"Je n'ai pas encore compris comment fonctionne le monde
mais je sais très bien ce que le ciel exige de moi.
Le temps du gâchis est fini.
Maintenant, je pose la main sur tout ce qui est beau."
A. Romanes
Le gitan-poète Romanès qui ne savait ni lire ni écrire répond-il à un
siècle de distance au docteur Thibault, de Roger Martin du Gard: "Je
suis terriblement esclave de ma profession, je n'ai plus jamais le temps
de réfléchir.
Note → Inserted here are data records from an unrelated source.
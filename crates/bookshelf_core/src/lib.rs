//! Core domain logic for the bookshelf service.
//! This crate is the single source of truth for catalog invariants.

pub mod clock;
pub mod db;
pub mod logging;
pub mod model;
pub mod repo;
pub mod service;

pub use clock::{Clock, FixedClock, SystemClock};
pub use db::{open_db, open_db_in_memory, DbError, DbHandle};
pub use logging::{init_logging, logging_status, supported_log_level};
pub use model::book::{Book, BookDraft, BookId, BookValidationError};
pub use repo::book_repo::{BookRepository, RepoError, RepoResult, SqliteBookRepository};
pub use service::book_service::{
    BookService, BookServiceError, ServiceResult, MAX_DELETABLE_AGE_YEARS,
};

/// Minimal health-check API.
pub fn ping() -> &'static str {
    "pong"
}

/// Returns the core crate version.
pub fn core_version() -> &'static str {
    env!("CARGO_PKG_VERSION")
}

#[cfg(test)]
mod tests {
    use super::{core_version, ping};

    #[test]
    fn ping_returns_pong() {
        assert_eq!(ping(), "pong");
    }

    #[test]
    fn version_is_not_empty() {
        assert!(!core_version().is_empty());
    }
}
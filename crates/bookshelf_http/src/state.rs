//! Shared handler state and the blocking dispatch of service calls.
//!
//! # Invariants
//! - Every service call runs on the blocking pool, never on an async worker.
//! - Every service call is one transaction on the shared connection.

use bookshelf_core::{
    BookService, BookServiceError, DbHandle, ServiceResult, SqliteBookRepository,
};
use std::fmt::{Display, Formatter};

/// Failure of a dispatched service call.
#[derive(Debug)]
pub enum DispatchError {
    /// The service returned an error; the transaction was rolled back.
    Service(BookServiceError),
    /// The blocking worker panicked or was cancelled.
    Worker(String),
}

impl Display for DispatchError {
    fn fmt(&self, f: &mut Formatter<'_>) -> std::fmt::Result {
        match self {
            Self::Service(err) => write!(f, "{err}"),
            Self::Worker(message) => write!(f, "service worker failed: {message}"),
        }
    }
}

impl std::error::Error for DispatchError {
    fn source(&self) -> Option<&(dyn std::error::Error + 'static)> {
        match self {
            Self::Service(err) => Some(err),
            Self::Worker(_) => None,
        }
    }
}

/// State cloned into every handler.
#[derive(Clone)]
pub struct AppState {
    db: DbHandle,
}

impl AppState {
    pub fn new(db: DbHandle) -> Self {
        Self { db }
    }

    /// Runs `op` against a fresh service inside one `IMMEDIATE` transaction.
    ///
    /// The transaction commits only when `op` returns `Ok`.
    pub async fn run<T, F>(&self, op: F) -> Result<T, DispatchError>
    where
        T: Send + 'static,
        F: FnOnce(&BookService<SqliteBookRepository<'_>>) -> ServiceResult<T> + Send + 'static,
    {
        let db = self.db.clone();
        tokio::task::spawn_blocking(move || {
            db.with_transaction(|conn| {
                let repo = SqliteBookRepository::try_new(conn)?;
                op(&BookService::new(repo))
            })
        })
        .await
        .map_err(|err| DispatchError::Worker(err.to_string()))?
        .map_err(DispatchError::Service)
    }
}
use pagecraft::document::ElementPatch;
use pagecraft::editor::EditorView;
use pagecraft::element::{ElementId, ElementKind};
use pagecraft::history::ActionKind;
use egui::{Pos2, pos2, vec2};

/// Editor with one text element parked at a known spot
fn editor_with_text_at(pos: Pos2) -> (EditorView, ElementId) {
    let mut editor = EditorView::new();
    editor.set_canvas_size(vec2(960.0, 600.0));
    let id = editor.request_add_element(ElementKind::Text);
    editor.apply_patch(id, ElementPatch::position(pos));
    editor.commit_pending_edit("Edited Text");
    (editor, id)
}

fn drag(editor: &mut EditorView, from: Pos2, via: &[Pos2], to: Pos2) {
    editor.pointer_down(from);
    for waypoint in via {
        editor.pointer_moved(*waypoint);
    }
    editor.pointer_moved(to);
    editor.pointer_released(to);
}

#[test]
fn a_drag_gesture_records_exactly_one_entry() {
    let (mut editor, id) = editor_with_text_at(pos2(40.0, 40.0));
    let entries_before = editor.history().entries().len();

    // Grab 10px into the element, wiggle through several positions
    drag(
        &mut editor,
        pos2(50.0, 50.0),
        &[pos2(80.0, 90.0), pos2(200.0, 120.0), pos2(321.0, 200.0)],
        pos2(510.0, 310.0),
    );

    assert_eq!(editor.history().entries().len(), entries_before + 1);
    let entry = editor.history().entries().last().unwrap();
    assert_eq!(entry.kind, ActionKind::Edit);

    // Final position only, pointer minus the grab offset
    let expected = pos2(500.0, 300.0);
    assert_eq!(editor.document().find(id).unwrap().position, expected);
    let snapshot_el = entry.snapshot().iter().find(|el| el.id == id).unwrap();
    assert_eq!(snapshot_el.position, expected);
}

#[test]
fn drag_positions_clamp_to_the_canvas() {
    let (mut editor, id) = editor_with_text_at(pos2(40.0, 40.0));

    drag(&mut editor, pos2(50.0, 50.0), &[], pos2(-400.0, -400.0));
    assert_eq!(editor.document().find(id).unwrap().position, pos2(0.0, 0.0));

    drag(&mut editor, pos2(10.0, 10.0), &[], pos2(5000.0, 5000.0));
    // Text footprint is 120x28, canvas 960x600
    assert_eq!(
        editor.document().find(id).unwrap().position,
        pos2(840.0, 572.0)
    );
}

#[test]
fn a_click_without_movement_selects_but_records_nothing() {
    let (mut editor, id) = editor_with_text_at(pos2(40.0, 40.0));
    editor.deselect();
    let entries_before = editor.history().entries().len();
    let position_before = editor.document().find(id).unwrap().position;

    editor.pointer_down(pos2(50.0, 50.0));
    // A 2px wobble stays below the drag threshold
    editor.pointer_moved(pos2(51.0, 51.0));
    editor.pointer_released(pos2(51.0, 51.0));

    assert_eq!(editor.selected_id(), Some(id));
    assert_eq!(editor.history().entries().len(), entries_before);
    assert_eq!(editor.document().find(id).unwrap().position, position_before);
}

#[test]
fn a_long_run_of_adds_stays_reachable_on_the_canvas() {
    let mut editor = EditorView::new();
    editor.set_canvas_size(vec2(960.0, 600.0));
    for _ in 0..30 {
        editor.request_add_element(ElementKind::Text);
    }
    for el in editor.document().elements() {
        let rect = el.rect();
        assert!(
            rect.max.x <= 960.0 && rect.max.y <= 600.0,
            "{} spawned outside the canvas at {:?}",
            el.id,
            el.position
        );
    }
}

#[test]
fn pointer_down_on_empty_canvas_deselects() {
    let (mut editor, id) = editor_with_text_at(pos2(40.0, 40.0));
    editor.select(id);
    editor.pointer_down(pos2(700.0, 500.0));
    assert_eq!(editor.selected_id(), None);
}

#[test]
fn cancellation_commits_like_pointer_up() {
    let (mut editor, id) = editor_with_text_at(pos2(40.0, 40.0));
    let entries_before = editor.history().entries().len();

    editor.pointer_down(pos2(50.0, 50.0));
    editor.pointer_moved(pos2(150.0, 150.0));
    // Pointer leaves the window mid-drag
    editor.pointer_cancelled();

    assert!(!editor.interaction().is_dragging());
    assert_eq!(editor.history().entries().len(), entries_before + 1);
    assert_eq!(
        editor.document().find(id).unwrap().position,
        pos2(140.0, 140.0)
    );
}

#[test]
fn deleting_the_selected_element_clears_selection() {
    let mut editor = EditorView::new();
    let x = editor.request_add_element(ElementKind::Text);
    let y = editor.request_add_element(ElementKind::Button);

    editor.select(x);
    editor.delete_element(y);
    assert_eq!(editor.selected_id(), Some(x), "unrelated delete kept selection");

    editor.delete_element(x);
    assert_eq!(editor.selected_id(), None);
    assert!(editor.document().find(x).is_none());
}

#[test]
fn duplicate_selects_the_copy() {
    let mut editor = EditorView::new();
    let id = editor.request_add_element(ElementKind::Card);
    let copy = editor.duplicate_element(id).unwrap();
    assert_eq!(editor.selected_id(), Some(copy));
    assert_ne!(copy, id);
}

#[test]
fn double_click_edits_only_inline_capable_kinds() {
    let (mut editor, _id) = editor_with_text_at(pos2(40.0, 40.0));
    editor.double_click(pos2(50.0, 50.0));
    assert!(editor.interaction().is_editing());
    editor.cancel_inline_edit();

    let mut other = EditorView::new();
    let image = other.request_add_element(ElementKind::Image);
    other.apply_patch(image, ElementPatch::position(pos2(40.0, 40.0)));
    other.commit_pending_edit("Edited Image");
    other.double_click(pos2(60.0, 60.0));
    assert!(!other.interaction().is_editing());
    assert_eq!(other.selected_id(), Some(image));
}

#[test]
fn inline_edit_commits_verbatim_even_when_empty() {
    let (mut editor, id) = editor_with_text_at(pos2(40.0, 40.0));
    editor.double_click(pos2(50.0, 50.0));
    let entries_before = editor.history().entries().len();

    let (_, draft) = editor.inline_edit_mut().unwrap();
    draft.clear();
    editor.commit_inline_edit();

    let element = editor.document().find(id).unwrap();
    assert_eq!(element.content, "");
    // Display falls back to the kind placeholder; stored state stays empty
    assert_eq!(element.display_content(), "Text");
    assert_eq!(editor.history().entries().len(), entries_before + 1);
    assert!(!editor.interaction().is_editing());
}

#[test]
fn cancelling_an_inline_edit_discards_the_draft() {
    let (mut editor, id) = editor_with_text_at(pos2(40.0, 40.0));
    editor.double_click(pos2(50.0, 50.0));
    let entries_before = editor.history().entries().len();

    let (_, draft) = editor.inline_edit_mut().unwrap();
    draft.push_str(" scrapped");
    editor.cancel_inline_edit();

    assert_eq!(editor.document().find(id).unwrap().content, "New Text");
    assert_eq!(editor.history().entries().len(), entries_before);
    assert!(!editor.interaction().is_editing());
    assert_eq!(editor.selected_id(), Some(id));
}

#[test]
fn panel_edits_are_unclamped_and_coalesce_to_one_entry() {
    let (mut editor, id) = editor_with_text_at(pos2(40.0, 40.0));
    let entries_before = editor.history().entries().len();

    // Simulated keystrokes: several live patches, one completed interaction
    editor.apply_patch(id, ElementPatch::position(pos2(4000.0, -25.0)));
    editor.apply_patch(id, ElementPatch::content("Hello"));
    editor.apply_patch(id, ElementPatch::style("fontSize", "22px"));
    editor.commit_pending_edit("Edited Text");
    // Nothing pending, nothing recorded
    editor.commit_pending_edit("Edited Text");

    let element = editor.document().find(id).unwrap();
    assert_eq!(element.position, pos2(4000.0, -25.0));
    assert_eq!(element.content, "Hello");
    assert_eq!(editor.history().entries().len(), entries_before + 1);
}

#[test]
fn undo_and_redo_clear_the_selection() {
    let mut editor = EditorView::new();
    let id = editor.request_add_element(ElementKind::Text);
    editor.request_add_element(ElementKind::Button);

    editor.select(id);
    assert!(editor.undo());
    assert_eq!(editor.selected_id(), None);
    assert_eq!(editor.document().len(), 1);

    editor.select(id);
    assert!(editor.redo());
    assert_eq!(editor.selected_id(), None);
    assert_eq!(editor.document().len(), 2);

    assert!(!editor.redo(), "redo at the tail is a no-op");
}

#[test]
fn restore_entry_jumps_then_new_edits_truncate() {
    let mut editor = EditorView::new();
    editor.request_add_element(ElementKind::Text);
    editor.request_add_element(ElementKind::Button);
    editor.request_add_element(ElementKind::Image);
    assert_eq!(editor.history().entries().len(), 3);

    let first = editor.history().entries()[0].id;
    editor.restore_entry(first).unwrap();
    assert_eq!(editor.document().len(), 1);
    assert_eq!(editor.history().entries().len(), 3);

    editor.request_add_element(ElementKind::Card);
    assert_eq!(editor.history().entries().len(), 2);
    assert_eq!(editor.document().len(), 2);
}

#[test]
fn restore_entry_with_unknown_id_is_refused() {
    let mut editor = EditorView::new();
    editor.request_add_element(ElementKind::Text);
    let before = editor.document().snapshot();

    let result = editor.restore_entry(uuid::Uuid::new_v4());
    assert!(result.is_err());
    assert_eq!(editor.document().snapshot(), before);
    assert_eq!(editor.history().cursor(), Some(0));
}

#[test]
fn clear_history_keeps_the_live_document() {
    let mut editor = EditorView::new();
    editor.request_add_element(ElementKind::Text);
    editor.request_add_element(ElementKind::Button);
    editor.clear_history();

    assert!(editor.history().is_empty());
    assert_eq!(editor.document().len(), 2);
    assert!(!editor.undo());
}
Réfléchir, ça n'est pas penser à mes malades, ni même à
la médecine; réfléchir ce devrait être : méditer sur le monde. Je n'en
ai pas le loisir, je croirais voler du temps à mon travail. Sous le
docteur Thibault, je sens bien qu'il y a quelqu'un d'autre : moi, et ce
quelqu'un-là est étouffé depuis longtemps. Depuis que j'ai passé mon
premier examen, ce jour-là crac la ratière s'est refermée. Et tous mes
confrères sont comme moi, qui acceptent l'exigence dévorante du travail
professionnel. Nous sommes un peu comme des hommes libres qui se
seraient vendus." Lignes terribles que je redécouvre la semaine passée,
ayant lu l'entièreté des Thibault avec passion il y a quarante ans, au
mitan de mes études de médecine. De l'eau a coulé sous les ponts, et des
patients dans ma vie, mais je crois avoir échappé à la malédiction de
Roger Martin du Gard: la médecine reste la plus belle occasion de
méditer sur le monde qui m'ait été donnée.
Lu dans:
Alexandre Romanès, Sur l’épaule de l’ange, Paris, Gallimard, 2010. 90 pages. p. 41.
Roger Martin du Gard. Les Thibault. Tome III. L'été 1914. Ed. Gallimard. Collection Folio (n° 3938). 864 pages.